Elisabetta

The days before leaving are frantic, I have to complete the collection of used clothes, sports uniforms, socks, English books for school … I get anxious, I check the travel documents one more time, the size of the luggage … the media have terrified us with the news of Zika epidemic, I read that some Olympic athletes even gave up on the Games to avoid taking risks! The desire and the need to visit the San Michele are stronger than any deterrent.

It’s my first trip to South America. At the Rio de Janeiro airport, Marco Roberto runs to meet his màe (mother), two years have passed since the last hug. The impact with the Brazilian land is powerful. Nature here is still luxuriant though mutilated by man.

Of the Atlantic Mata, the coastal rainforest that once extended from the current state of Rio Grande do Norte to the borders of Uruguay, only 7% remains. The forest was transformed into cities, mines, pastures, sugar cane plantations, coffee, cocoa and eucalyptus – all imported species. The Opera Sao Miguel Arcanjo welcomes us on a weekday, missing three weeks at the end of the school year, a few days to the Junina party.

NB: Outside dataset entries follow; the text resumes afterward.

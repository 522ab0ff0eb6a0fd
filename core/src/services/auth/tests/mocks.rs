//! Mock authentication API

use async_trait::async_trait;
use std::sync::{Arc, Mutex};

use crate::domain::entities::session::{LoginResponse, UserRole};
use crate::errors::ApiError;
use crate::services::auth::traits::{AuthApi, SignupRequest};

pub struct MockAuthApi {
    pub login_result: Result<LoginResponse, ApiError>,
    pub should_fail: bool,
    pub signups: Arc<Mutex<Vec<SignupRequest>>>,
    pub resets: Arc<Mutex<Vec<String>>>,
}

impl MockAuthApi {
    pub fn returning(response: LoginResponse) -> Self {
        Self {
            login_result: Ok(response),
            should_fail: false,
            signups: Arc::new(Mutex::new(Vec::new())),
            resets: Arc::new(Mutex::new(Vec::new())),
        }
    }

    pub fn rejecting(error: ApiError) -> Self {
        Self {
            login_result: Err(error.clone()),
            should_fail: true,
            signups: Arc::new(Mutex::new(Vec::new())),
            resets: Arc::new(Mutex::new(Vec::new())),
        }
    }
}

#[async_trait]
impl AuthApi for MockAuthApi {
    async fn login(&self, _email: &str, _password: &str) -> Result<LoginResponse, ApiError> {
        self.login_result.clone()
    }

    async fn signup(&self, request: &SignupRequest) -> Result<(), ApiError> {
        if self.should_fail {
            return Err(ApiError::status(409, Some("Email already registered".to_string())));
        }
        self.signups.lock().unwrap().push(request.clone());
        Ok(())
    }

    async fn request_password_reset(&self, email: &str) -> Result<(), ApiError> {
        self.resets.lock().unwrap().push(email.to_string());
        Ok(())
    }
}

pub fn login_response(role: UserRole, email_verified: bool, onboarded: bool) -> LoginResponse {
    LoginResponse {
        access_token: "token-abc".to_string(),
        role,
        email: "efua.owusu@example.com".to_string(),
        email_verified,
        onboarded,
    }
}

It is difficult to describe in four lines the melting pot of experiences, emotions, smells, tastes, words, silences … it would take a whole book … Marco Bonari encouraged me to write one, maybe one day I will do it!

I could tell you about Anthony, Jesus Christofer, Pedro, Carlos Henrique, David … I choose Alicia because her house is the first house in the favelas of Barbacena where we enter, accompanied by Adriana, an educator of the mission. After a few minutes I have to go out, I start to feel nausea and my head is spinning. Alicia attends the creche at the San Michele, she is also following a dental treatment because the milk teeth of the upper arch have fallen and are slow to grow again, she eats slowly, she is a shy and sweet child.

One day at lunchtime we were walking towards the refectory, we see Alicia’s mother or aunt (I apologize if I am mistaking, but the two women live in the same house, I do not remember if it was one or the other) , standing in the square, with the youngest child, not even two years old, in her arms. She tell us that she missed the bus. It came natural for me to ask “voice quer comer?” (do you want to eat something?). Without a moment of hesitation, she said “yes”.

As I watch the woman and the child eat a plate of rice and beans on the wooden table, I feel embarassed by our white tablecloth. I think that this mother can not care less about who is the author of this gift … man, woman, priest, saint, sinner … “I was hungry and you gave me to eat” (Matthew. 25, 31-46)

With great gratitude, I wish you all a Merry Christmas.